Terminemos comentando la última frase de la lectura: “Si vosotros, que sois malos, sabéis dar cosas buenas a vuestros hijos, ¿cuánto más el Padre del cielo dará el Espí­ritu Santo a los que le piden?”. Dios no se contenta con darnos cosas, con solucionarnos este o aquel problema: Dios se nos da a sí mismo para que seamos como Él, para que disfrutemos de su vida divina, para que podamos hacer las cosas que hizo el mismo Cristo en su etapa terrena. Con el Espíritu Santo en nuestro interior ya no somos nosotros los que actuamos: es Cristo quien actúa y vive en nosotros. El Espíritu Santo, que mora en nosotros, hará que desaparezca de nuestra vida toda rastro de temor, nos convertirá en hombres y mujeres cuyo único gozo es vivir para los demás, nos dará fuerza en nuestro cansancio y nos llevará a la verdadera libertad, a la libertad de ser -cada vez más- nosotros mismos.


Oración sobre las ofrendas

Recibe, Señor, las ofrendas que te presentamos gracias a tu generosidad, para que estos santos misterios, donde tu poder actúa eficazmente, santifiquen los días de nuestra vida y nos conduzcan a las alegrías eternas. Por Jesucristo, nuestro Señor.

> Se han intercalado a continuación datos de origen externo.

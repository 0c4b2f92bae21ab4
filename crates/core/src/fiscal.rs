//! Australian financial year helpers.
//!
//! The financial year runs July 1 to June 30. The window boundary
//! shifts exactly at the July 1 transition: a date in June belongs to
//! the year that started the previous July.

use chrono::{Datelike, NaiveDate};

/// Month number at which a new financial year starts.
const FY_START_MONTH: u32 = 7;

/// Returns the start date (July 1) of the financial year containing
/// the given date.
#[must_use]
pub fn fy_start(date: NaiveDate) -> NaiveDate {
    let year = if date.month() >= FY_START_MONTH {
        date.year()
    } else {
        date.year() - 1
    };
    // July 1 always exists
    NaiveDate::from_ymd_opt(year, FY_START_MONTH, 1).unwrap_or(date)
}

/// Returns the end date (June 30) of the financial year containing the
/// given date.
#[must_use]
pub fn fy_end(date: NaiveDate) -> NaiveDate {
    let start = fy_start(date);
    NaiveDate::from_ymd_opt(start.year() + 1, 6, 30).unwrap_or(date)
}

/// Financial year label for a date, e.g. `2025-26` for any date from
/// 2025-07-01 through 2026-06-30.
#[must_use]
pub fn fy_label(date: NaiveDate) -> String {
    let start_year = fy_start(date).year();
    format!("{}-{:02}", start_year, (start_year + 1) % 100)
}

/// Returns true if `date` falls in the same financial year as `as_of`.
#[must_use]
pub fn same_fy(as_of: NaiveDate, date: NaiveDate) -> bool {
    fy_start(as_of) == fy_start(date)
}
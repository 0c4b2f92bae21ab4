//! STP report generation.

use chrono::Utc;
use rust_decimal::Decimal;

use payrun_shared::types::{EmployeeId, StpReportId};

use crate::employee::{Employee, EmploymentType, TaxScaleType};
use crate::fiscal::fy_label;
use crate::leave::LeaveCategory;
use crate::organisation::Organisation;
use crate::payrun::{PayrollItem, PayrollRun};
use crate::ytd::YtdTotals;

use super::error::StpError;
use super::types::{StpPayee, StpPayer, StpReport, StpTotals};

/// One pay run item joined to its employee record.
///
/// The join is resolved at the data-fetch boundary; the generator
/// never disambiguates store shapes itself.
#[derive(Debug, Clone)]
pub struct RunItem {
    /// The calculated payroll item.
    pub item: PayrollItem,
    /// The employee the item pays.
    pub employee: Employee,
}

/// Splits a full name into (given, family).
///
/// First whitespace token is the given name; remaining tokens joined
/// form the family name. A single-token name is used as both given and
/// family name. This mirrors how names were captured upstream and has
/// a known ambiguity for mononyms; do not change without product
/// confirmation.
fn split_name(full_name: &str) -> (String, String) {
    let mut tokens = full_name.split_whitespace();
    let given = tokens.next().unwrap_or_default().to_string();
    let family: Vec<&str> = tokens.collect();
    if family.is_empty() {
        (given.clone(), given)
    } else {
        (given, family.join(" "))
    }
}

/// Maps employment type to the reporting basis code.
///
/// Contractors are reported as casual (`C`) rather than labour hire
/// (`L`); an intentional simplification.
fn basis_code(employment_type: EmploymentType) -> &'static str {
    match employment_type {
        EmploymentType::FullTime => "F",
        EmploymentType::PartTime => "P",
        EmploymentType::Casual | EmploymentType::Contractor => "C",
    }
}

/// Maps an employee's tax attributes to the treatment code.
fn tax_treatment_code(employee: &Employee) -> &'static str {
    if employee.tfn.as_deref().is_none_or(str::is_empty) {
        return "N";
    }
    match employee.tax_scale {
        TaxScaleType::ForeignResident => "F",
        TaxScaleType::WorkingHolidayMaker => "H",
        TaxScaleType::Regular => "R",
    }
}

/// Returns true if the employee is invoiced rather than STP-reported:
/// a contractor with their own ABN on file.
fn is_excluded(employee: &Employee) -> bool {
    employee.employment_type == EmploymentType::Contractor
        && employee.abn.as_deref().is_some_and(|abn| !abn.is_empty())
}

/// Generates an STP report from a finalized pay run.
///
/// Prior year-to-date figures are fetched per employee through
/// `prior_ytd`; reported YTD figures are those plus the current
/// payment, so the report is inclusive of the payment being reported.
///
/// # Errors
///
/// Returns a precondition error when the organisation lacks an ABN or
/// legal name, when a reportable employee has no TFN, or when every
/// employee in the run is excluded from reporting.
pub fn generate_stp_report<F>(
    run: &PayrollRun,
    items: &[RunItem],
    organisation: &Organisation,
    prior_ytd: F,
) -> Result<StpReport, StpError>
where
    F: Fn(EmployeeId) -> YtdTotals,
{
    if organisation.abn.trim().is_empty() {
        return Err(StpError::MissingAbn);
    }
    if organisation.legal_name.trim().is_empty() {
        return Err(StpError::MissingBusinessName);
    }

    let mut payees = Vec::with_capacity(items.len());
    for RunItem { item, employee } in items {
        if is_excluded(employee) {
            continue;
        }

        let tfn = employee.tfn.clone().unwrap_or_default();
        if tfn.trim().is_empty() {
            return Err(StpError::MissingTfn {
                employee_name: employee.full_name.clone(),
            });
        }

        let (given_name, family_name) = split_name(&employee.full_name);
        let ytd = prior_ytd(employee.id);

        payees.push(StpPayee {
            employee_id: employee.id,
            tfn,
            given_name,
            family_name,
            employment_basis: basis_code(employee.employment_type).to_string(),
            tax_treatment: tax_treatment_code(employee).to_string(),
            start_date: employee.start_date,
            end_date: employee.end_date,
            gross_payment: item.gross,
            payg_withheld: item.tax,
            super_contribution: item.super_contribution,
            ytd_gross: ytd.gross + item.gross,
            ytd_payg: ytd.tax + item.tax,
            ytd_super: ytd.super_contribution + item.super_contribution,
            annual_leave_hours: employee.leave_balances.balance(LeaveCategory::Annual),
            sick_leave_hours: employee.leave_balances.balance(LeaveCategory::Sick),
        });
    }

    if payees.is_empty() {
        return Err(StpError::NoReportablePayees);
    }

    let totals = StpTotals {
        gross: payees.iter().map(|p| p.gross_payment).sum::<Decimal>(),
        payg: payees.iter().map(|p| p.payg_withheld).sum::<Decimal>(),
        super_contribution: payees.iter().map(|p| p.super_contribution).sum::<Decimal>(),
    };

    Ok(StpReport {
        id: StpReportId::new(),
        payroll_run_id: run.id,
        financial_year: fy_label(run.pay_date),
        period_start: run.period_start,
        period_end: run.period_end,
        pay_date: run.pay_date,
        payer: StpPayer {
            abn: organisation.abn.clone(),
            business_name: organisation.legal_name.clone(),
            address: organisation.address.clone(),
            contact_email: organisation.contact_email.clone(),
        },
        payees,
        totals,
        generated_at: Utc::now(),
    })
}
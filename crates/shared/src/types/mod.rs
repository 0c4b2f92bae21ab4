//! Common types used across the application.

pub mod id;
pub mod money;

pub use id::*;
pub use money::{format_currency, format_hours_1dp, round_currency, round_hours};
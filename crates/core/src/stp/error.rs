//! STP generation error types.

use thiserror::Error;

/// Errors that can occur during STP report generation.
///
/// These are precondition failures: the caller must complete the
/// missing data before a report can be produced. Rule violations found
/// after generation are collected by the validator instead and never
/// raised as errors.
#[derive(Debug, Error)]
pub enum StpError {
    /// Organisation has no ABN on file.
    #[error("Organisation ABN is required for STP reporting; complete organisation settings")]
    MissingAbn,

    /// Organisation has no legal name on file.
    #[error("Organisation legal name is required for STP reporting; complete organisation settings")]
    MissingBusinessName,

    /// A reportable employee has no TFN on file.
    #[error("Employee {employee_name} has no TFN on file; add a TFN before reporting")]
    MissingTfn {
        /// Name of the employee missing a TFN.
        employee_name: String,
    },

    /// Every employee in the run was excluded from reporting.
    #[error("No reportable payees remain after exclusions; STP report cannot be produced")]
    NoReportablePayees,
}

impl StpError {
    /// Returns the error code for API responses.
    #[must_use]
    pub const fn error_code(&self) -> &'static str {
        match self {
            Self::MissingAbn => "STP_MISSING_ABN",
            Self::MissingBusinessName => "STP_MISSING_BUSINESS_NAME",
            Self::MissingTfn { .. } => "STP_MISSING_TFN",
            Self::NoReportablePayees => "STP_NO_REPORTABLE_PAYEES",
        }
    }
}

impl From<StpError> for payrun_shared::AppError {
    fn from(err: StpError) -> Self {
        Self::Precondition(err.to_string())
    }
}
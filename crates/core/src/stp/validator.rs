//! STP report validation.
//!
//! Single-pass rule evaluation accumulating into two buckets: errors
//! block lodgement, warnings are advisory. The validator never raises;
//! every problem is collected and returned.
//!
//! Note the severity asymmetry: a gross-total reconciliation failure
//! is an error while a PAYG-total reconciliation failure only warns.
//! Confirmed behavior; do not align the two without product sign-off.

use rust_decimal::Decimal;
use serde::{Deserialize, Serialize};

use crate::constants::{ABN_LENGTH, RECONCILIATION_TOLERANCE, TFN_LENGTH};

use super::types::{StpReport, VALID_BASIS_CODES};

/// Result of validating an STP report.
#[derive(Debug, Clone, Serialize, Deserialize)]
pub struct StpValidation {
    /// True iff no errors were found. Warnings never block validity.
    pub valid: bool,
    /// Blocking problems; lodgement must not proceed.
    pub errors: Vec<String>,
    /// Advisory problems; lodgement may proceed.
    pub warnings: Vec<String>,
}

/// Validates a generated STP report against structural and business
/// rules.
#[must_use]
pub fn validate_stp_report(report: &StpReport) -> StpValidation {
    let mut errors = Vec::new();
    let mut warnings = Vec::new();

    if report.payer.abn.len() != ABN_LENGTH {
        errors.push(format!(
            "Payer ABN must be exactly {ABN_LENGTH} characters, got {}",
            report.payer.abn.len()
        ));
    }
    if report.payer.business_name.trim().is_empty() {
        errors.push("Payer business name must not be empty".to_string());
    }
    if !report.payer.address.is_complete() {
        warnings.push("Payer address is incomplete".to_string());
    }

    for payee in &report.payees {
        let who = format!("{} {}", payee.given_name, payee.family_name);

        if payee.tfn.len() != TFN_LENGTH {
            errors.push(format!(
                "Payee {who}: TFN must be exactly {TFN_LENGTH} characters, got {}",
                payee.tfn.len()
            ));
        }
        if payee.given_name.trim().is_empty() || payee.family_name.trim().is_empty() {
            errors.push(format!("Payee {who}: both given and family name are required"));
        }
        if payee.payg_withheld < Decimal::ZERO {
            errors.push(format!("Payee {who}: PAYG withheld must not be negative"));
        }
        if payee.super_contribution < Decimal::ZERO {
            errors.push(format!("Payee {who}: super contribution must not be negative"));
        }
        if payee.ytd_gross < payee.gross_payment {
            errors.push(format!(
                "Payee {who}: YTD gross {} is less than the current payment {}",
                payee.ytd_gross, payee.gross_payment
            ));
        }
        if !VALID_BASIS_CODES.contains(&payee.employment_basis.as_str()) {
            errors.push(format!(
                "Payee {who}: employment basis '{}' is not a recognised code",
                payee.employment_basis
            ));
        }
        if payee.gross_payment <= Decimal::ZERO {
            warnings.push(format!("Payee {who}: gross payment is not positive"));
        }
    }

    let payee_gross: Decimal = report.payees.iter().map(|p| p.gross_payment).sum();
    if (report.totals.gross - payee_gross).abs() > RECONCILIATION_TOLERANCE {
        errors.push(format!(
            "Report total gross {} does not reconcile with payee sum {}",
            report.totals.gross, payee_gross
        ));
    }

    let payee_payg: Decimal = report.payees.iter().map(|p| p.payg_withheld).sum();
    if (report.totals.payg - payee_payg).abs() > RECONCILIATION_TOLERANCE {
        warnings.push(format!(
            "Report total PAYG {} does not reconcile with payee sum {}",
            report.totals.payg, payee_payg
        ));
    }

    StpValidation {
        valid: errors.is_empty(),
        errors,
        warnings,
    }
}
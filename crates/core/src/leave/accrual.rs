//! Per-pay-period leave accrual and eligibility.

use rust_decimal::Decimal;

use payrun_shared::types::round_hours;

use crate::constants::{
    FULL_TIME_ANNUAL_LEAVE_HOURS, FULL_TIME_SICK_LEAVE_HOURS, LONG_SERVICE_THRESHOLD_YEARS,
    LONG_SERVICE_WEEKS, STANDARD_WEEK_HOURS,
};
use crate::employee::{Employee, EmploymentType, PayFrequency};

use super::types::LeaveCategory;

/// Returns true if the employee may be credited with the given leave
/// category.
///
/// Casual and contractor employees never accrue leave; long service
/// leave additionally requires ten years of service. Consult this
/// before crediting any accrual.
#[must_use]
pub fn is_eligible_for_leave(
    employee: &Employee,
    category: LeaveCategory,
    years_of_service: u32,
) -> bool {
    if !employee.employment_type.accrues_leave() {
        return false;
    }
    match category {
        LeaveCategory::LongService => years_of_service >= LONG_SERVICE_THRESHOLD_YEARS,
        LeaveCategory::Annual | LeaveCategory::Sick | LeaveCategory::Personal => true,
    }
}

/// Annual entitlement in hours, pro-rated for part-time employees.
fn pro_rated_entitlement(employee: &Employee, full_time_hours: Decimal) -> Decimal {
    match employee.employment_type {
        EmploymentType::FullTime => full_time_hours,
        EmploymentType::PartTime => {
            full_time_hours * employee.contracted_week_hours() / STANDARD_WEEK_HOURS
        }
        EmploymentType::Casual | EmploymentType::Contractor => Decimal::ZERO,
    }
}

/// Annual leave accrued in one pay period, in hours.
#[must_use]
pub fn annual_leave_accrual(employee: &Employee, frequency: PayFrequency) -> Decimal {
    let entitlement = pro_rated_entitlement(employee, FULL_TIME_ANNUAL_LEAVE_HOURS);
    round_hours(entitlement / frequency.periods_per_year())
}

/// Sick/personal leave accrued in one pay period, in hours.
#[must_use]
pub fn sick_leave_accrual(employee: &Employee, frequency: PayFrequency) -> Decimal {
    let entitlement = pro_rated_entitlement(employee, FULL_TIME_SICK_LEAVE_HOURS);
    round_hours(entitlement / frequency.periods_per_year())
}

/// Long service leave entitlement in hours, zero until the ten-year
/// threshold is reached.
#[must_use]
pub fn long_service_leave_hours(employee: &Employee, years_of_service: u32) -> Decimal {
    if years_of_service < LONG_SERVICE_THRESHOLD_YEARS {
        return Decimal::ZERO;
    }
    round_hours(LONG_SERVICE_WEEKS * employee.contracted_week_hours())
}
//! PAYG withholding calculation.
//!
//! This module implements the tax engine:
//! - Marginal bracket lookup over the resident schedule
//! - Medicare levy surcharge above the exemption threshold
//! - Weekly/fortnightly/monthly annualization entry points

pub mod brackets;
pub mod engine;

#[cfg(test)]
mod engine_props;

pub use brackets::bracket_for;
pub use engine::{
    calculate_annual_tax, calculate_fortnightly_tax, calculate_monthly_tax, calculate_period_tax,
    calculate_weekly_tax,
};
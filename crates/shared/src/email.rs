//! Payslip email delivery.
//!
//! Uses `lettre` for SMTP transport. Batch delivery is strictly
//! sequential with a fixed inter-message delay, because the upstream
//! provider rate-limits bursts. Transient failures are retried a bounded
//! number of times with a linearly increasing delay; permanent failures
//! (invalid address, unbuildable message) skip retries for that
//! recipient only and never abort the batch.

use lettre::{
    AsyncSmtpTransport, AsyncTransport, Message, Tokio1Executor,
    message::{Attachment, MultiPart, header::ContentType},
    transport::smtp::authentication::Credentials,
};
use thiserror::Error;
use tracing::{info, warn};

use crate::config::EmailConfig;

/// Email delivery errors.
#[derive(Debug, Error)]
pub enum EmailError {
    /// Failed to build email message.
    #[error("Failed to build email: {0}")]
    Build(String),
    /// Failed to send email (transient; retried).
    #[error("Failed to send email: {0}")]
    Send(String),
    /// Invalid email address (permanent; never retried).
    #[error("Invalid email address: {0}")]
    InvalidAddress(String),
}

impl EmailError {
    /// Returns true if retrying cannot succeed for this error.
    #[must_use]
    pub const fn is_permanent(&self) -> bool {
        matches!(self, Self::Build(_) | Self::InvalidAddress(_))
    }
}

/// A rendered payslip ready for delivery.
#[derive(Debug, Clone)]
pub struct PayslipEmail {
    /// Recipient address.
    pub to_email: String,
    /// Recipient display name.
    pub to_name: String,
    /// Subject line.
    pub subject: String,
    /// HTML body.
    pub html_body: String,
    /// Plain-text body.
    pub text_body: String,
    /// Optional rendered payslip PDF.
    pub attachment: Option<PayslipAttachment>,
}

/// A PDF attachment for a payslip email.
#[derive(Debug, Clone)]
pub struct PayslipAttachment {
    /// Attachment filename (e.g. `payslip-2026-08-14.pdf`).
    pub filename: String,
    /// Raw PDF bytes.
    pub bytes: Vec<u8>,
}

/// Outcome of one recipient's delivery attempt(s).
#[derive(Debug, Clone)]
pub struct SendOutcome {
    /// Recipient address.
    pub to_email: String,
    /// Whether delivery ultimately succeeded.
    pub success: bool,
    /// Message ID assigned to the delivered email.
    pub message_id: Option<String>,
    /// Final error text when delivery failed.
    pub error: Option<String>,
    /// Number of delivery attempts made.
    pub attempts: u32,
    /// Whether the batch was cancelled before this recipient was tried.
    pub cancelled: bool,
}

/// Email service for payslip delivery.
#[derive(Clone)]
pub struct EmailService {
    config: EmailConfig,
}

impl EmailService {
    /// Creates a new email service.
    #[must_use]
    pub const fn new(config: EmailConfig) -> Self {
        Self { config }
    }

    /// Creates an SMTP transport.
    fn create_transport(&self) -> Result<AsyncSmtpTransport<Tokio1Executor>, EmailError> {
        let creds = Credentials::new(
            self.config.smtp_username.clone(),
            self.config.smtp_password.clone(),
        );

        let transport = AsyncSmtpTransport::<Tokio1Executor>::relay(&self.config.smtp_host)
            .map_err(|e| EmailError::Send(e.to_string()))?
            .port(self.config.smtp_port)
            .credentials(creds)
            .build();
        Ok(transport)
    }

    /// Builds the MIME message for a payslip email.
    fn build_message(&self, payslip: &PayslipEmail) -> Result<(Message, String), EmailError> {
        let from = format!("{} <{}>", self.config.from_name, self.config.from_email);
        let to = format!("{} <{}>", payslip.to_name, payslip.to_email);
        let message_id = format!("<{}@payrun>", uuid::Uuid::now_v7());

        let alternative =
            MultiPart::alternative_plain_html(payslip.text_body.clone(), payslip.html_body.clone());

        let body = match &payslip.attachment {
            Some(attachment) => {
                let content_type = ContentType::parse("application/pdf")
                    .map_err(|e| EmailError::Build(e.to_string()))?;
                MultiPart::mixed().multipart(alternative).singlepart(
                    Attachment::new(attachment.filename.clone())
                        .body(attachment.bytes.clone(), content_type),
                )
            }
            None => alternative,
        };

        let message = Message::builder()
            .from(
                from.parse()
                    .map_err(|e| EmailError::InvalidAddress(format!("{e}")))?,
            )
            .to(to
                .parse()
                .map_err(|e| EmailError::InvalidAddress(format!("{e}")))?)
            .subject(&payslip.subject)
            .message_id(Some(message_id.clone()))
            .multipart(body)
            .map_err(|e| EmailError::Build(e.to_string()))?;

        Ok((message, message_id))
    }

    /// Sends a single payslip email.
    ///
    /// Returns the assigned message ID on success.
    ///
    /// # Errors
    ///
    /// Returns an error if the message cannot be built or sent.
    pub async fn send_payslip(&self, payslip: &PayslipEmail) -> Result<String, EmailError> {
        let (message, message_id) = self.build_message(payslip)?;

        let transport = self.create_transport()?;
        transport
            .send(message)
            .await
            .map_err(|e| EmailError::Send(e.to_string()))?;

        Ok(message_id)
    }

    /// Sends a payslip with bounded retry on transient failure.
    ///
    /// Attempt N waits `N * retry_backoff_ms` before retrying. A
    /// permanent error short-circuits immediately.
    async fn send_with_retry(&self, payslip: &PayslipEmail) -> SendOutcome {
        let mut attempts = 0;
        loop {
            attempts += 1;
            match self.send_payslip(payslip).await {
                Ok(message_id) => {
                    info!(to = %payslip.to_email, %message_id, attempts, "payslip sent");
                    return SendOutcome {
                        to_email: payslip.to_email.clone(),
                        success: true,
                        message_id: Some(message_id),
                        error: None,
                        attempts,
                        cancelled: false,
                    };
                }
                Err(err) if err.is_permanent() || attempts >= self.config.max_attempts => {
                    warn!(to = %payslip.to_email, %err, attempts, "payslip delivery failed");
                    return SendOutcome {
                        to_email: payslip.to_email.clone(),
                        success: false,
                        message_id: None,
                        error: Some(err.to_string()),
                        attempts,
                        cancelled: false,
                    };
                }
                Err(err) => {
                    warn!(to = %payslip.to_email, %err, attempts, "transient failure, retrying");
                    let backoff = self.config.retry_backoff_ms * u64::from(attempts);
                    tokio::time::sleep(std::time::Duration::from_millis(backoff)).await;
                }
            }
        }
    }

    /// Delivers a batch of payslips sequentially.
    ///
    /// Recipients are processed one at a time with a fixed delay between
    /// sends. `on_progress` is invoked after each recipient resolves;
    /// `is_cancelled` is checked between recipients, and remaining
    /// recipients are reported as cancelled without being attempted.
    pub async fn send_payslip_batch<P, C>(
        &self,
        payslips: &[PayslipEmail],
        mut on_progress: P,
        is_cancelled: C,
    ) -> Vec<SendOutcome>
    where
        P: FnMut(&SendOutcome),
        C: Fn() -> bool,
    {
        let mut outcomes = Vec::with_capacity(payslips.len());

        for (index, payslip) in payslips.iter().enumerate() {
            if is_cancelled() {
                info!(remaining = payslips.len() - index, "payslip batch cancelled");
                for skipped in &payslips[index..] {
                    let outcome = SendOutcome {
                        to_email: skipped.to_email.clone(),
                        success: false,
                        message_id: None,
                        error: None,
                        attempts: 0,
                        cancelled: true,
                    };
                    on_progress(&outcome);
                    outcomes.push(outcome);
                }
                break;
            }

            if index > 0 {
                tokio::time::sleep(std::time::Duration::from_millis(self.config.send_delay_ms))
                    .await;
            }

            let outcome = self.send_with_retry(payslip).await;
            on_progress(&outcome);
            outcomes.push(outcome);
        }

        outcomes
    }
}
//! STP report types.

use chrono::{DateTime, NaiveDate, Utc};
use rust_decimal::Decimal;
use serde::{Deserialize, Serialize};

use payrun_shared::types::{EmployeeId, PayrollRunId, StpReportId};

use crate::organisation::Address;

/// Employment basis codes accepted by the reporting schema.
///
/// Contractors are reported under `C` (casual) rather than `L` (labour
/// hire); see [`super::generator`].
pub const VALID_BASIS_CODES: [&str; 5] = ["F", "P", "C", "L", "D"];

/// Payer (employer) details on an STP report.
#[derive(Debug, Clone, Serialize, Deserialize)]
pub struct StpPayer {
    /// Australian Business Number.
    pub abn: String,
    /// Legal business name.
    pub business_name: String,
    /// Registered address.
    pub address: Address,
    /// Contact email, when on file.
    pub contact_email: Option<String>,
}

/// One payee (employee) record on an STP report.
#[derive(Debug, Clone, Serialize, Deserialize)]
pub struct StpPayee {
    /// Employee this record reports.
    pub employee_id: EmployeeId,
    /// Tax File Number.
    pub tfn: String,
    /// Given name (first token of the full name).
    pub given_name: String,
    /// Family name (remaining tokens, or the single token repeated).
    pub family_name: String,
    /// Employment basis code (F, P, C, L, or D).
    pub employment_basis: String,
    /// Tax treatment code (R, F, H, or N).
    pub tax_treatment: String,
    /// Employment start date.
    pub start_date: NaiveDate,
    /// Employment end date, when terminated.
    pub end_date: Option<NaiveDate>,
    /// Gross payment for this pay period.
    pub gross_payment: Decimal,
    /// PAYG withheld for this pay period.
    pub payg_withheld: Decimal,
    /// Employer super contribution for this pay period.
    pub super_contribution: Decimal,
    /// Financial-year-to-date gross, inclusive of this payment.
    pub ytd_gross: Decimal,
    /// Financial-year-to-date PAYG, inclusive of this payment.
    pub ytd_payg: Decimal,
    /// Financial-year-to-date super, inclusive of this payment.
    pub ytd_super: Decimal,
    /// Annual leave balance in hours at generation time.
    pub annual_leave_hours: Decimal,
    /// Sick leave balance in hours at generation time.
    pub sick_leave_hours: Decimal,
}

/// Report-level totals summed across all payees.
#[derive(Debug, Clone, Copy, Default, PartialEq, Eq, Serialize, Deserialize)]
pub struct StpTotals {
    /// Total gross payments.
    pub gross: Decimal,
    /// Total PAYG withheld.
    pub payg: Decimal,
    /// Total super contributions.
    pub super_contribution: Decimal,
}

/// A generated STP report for one pay run.
///
/// Reports are never mutated in place; regenerating produces a new
/// report with a fresh id.
#[derive(Debug, Clone, Serialize, Deserialize)]
pub struct StpReport {
    /// Unique report identifier.
    pub id: StpReportId,
    /// The pay run this report covers.
    pub payroll_run_id: PayrollRunId,
    /// Financial year label, e.g. `2025-26`.
    pub financial_year: String,
    /// First day of the pay period.
    pub period_start: NaiveDate,
    /// Last day of the pay period.
    pub period_end: NaiveDate,
    /// Date the payment was made.
    pub pay_date: NaiveDate,
    /// Employer details.
    pub payer: StpPayer,
    /// Per-employee records.
    pub payees: Vec<StpPayee>,
    /// Summed totals over the payees.
    pub totals: StpTotals,
    /// When the report was generated.
    pub generated_at: DateTime<Utc>,
}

En este ofertorio te pedimos, Señor, que acojas el pan y el vino que, frutos de la tierra y del trabajo del hombre, hemos recibido de ti. Tú permites ahora que te los devolvamos como ofrendas que, convertidas en tu cuerpo y en tu sangre, serán nuestro verdadero alimento. La unión tan estrecha contigo a través de este sacramento hará que abundemos en buenas obras y que caminemos decididamente hacia el cielo, donde disfrutaremos permanentemente de tu amistad.

Antífona de comunión

Dichosos los misericordiosos, porque ellos alcanzarán misericordia. Dichosos los limpios de corazón, porque ellos verán a Dios (Mt 5,7-8) 

La Iglesia pone ahora a nuestra consideración la quinta y la sexta bienaventuranza: Felices los misericordiosos porque de ellos Dios tendrá misericordia, y felices los limpios de corazón porque ellos verán a Dios. Dios ha puesto en el corazón del hombre y de la mujer un profundo anhelo de felicidad y de plenitud. Cuando somos compasivos con los demás participamos de la felicidad de Dios, pues estamos imitando su comportamiento: “Sed misericordiosos, como también vuestro Padre es misericordioso” (Lc 6,3). Cuando actuamos con un corazón limpio nos comportamos como niños que lo necesitan todo de su padre y participamos de la felicidad de Jesús que, como Hijo, es totalmente dependiente del Padre del cielo: “Si no os volvéis cono niños no entraréis en el Reino de los cielos” (Mt 18, 3)

Oración después de la comunión

Hemos recibido, Señor, el santo sacramento, memorial perpetuo de la pasión de tu Hijo; concédenos que este don, que él mismo nos entregó con amor inefable, sea provechoso para nuestra salvación. Por Jesucristo, nuestro Señor.

En la oración final de esta misa pedimos a Dios que se hagan realidad en nosotros los frutos de la celebración eucarística. En este domingo pedimos que el don que hemos recibido al comulgar nos aproveche para nuestra salvación, es decir, para nuestra unión con Cristo. Que esta unión se haga extensiva a todas las circunstancias y momentos de nuestra vida. Que la conciencia de la presencia del Señor sea una constante plegaria y un permanente canto de alabanza. Que el amor con el que Cristo nos entregó este sacramento se traduzca en una entrega permanente al servicio y cuidado de nuestros hermanos.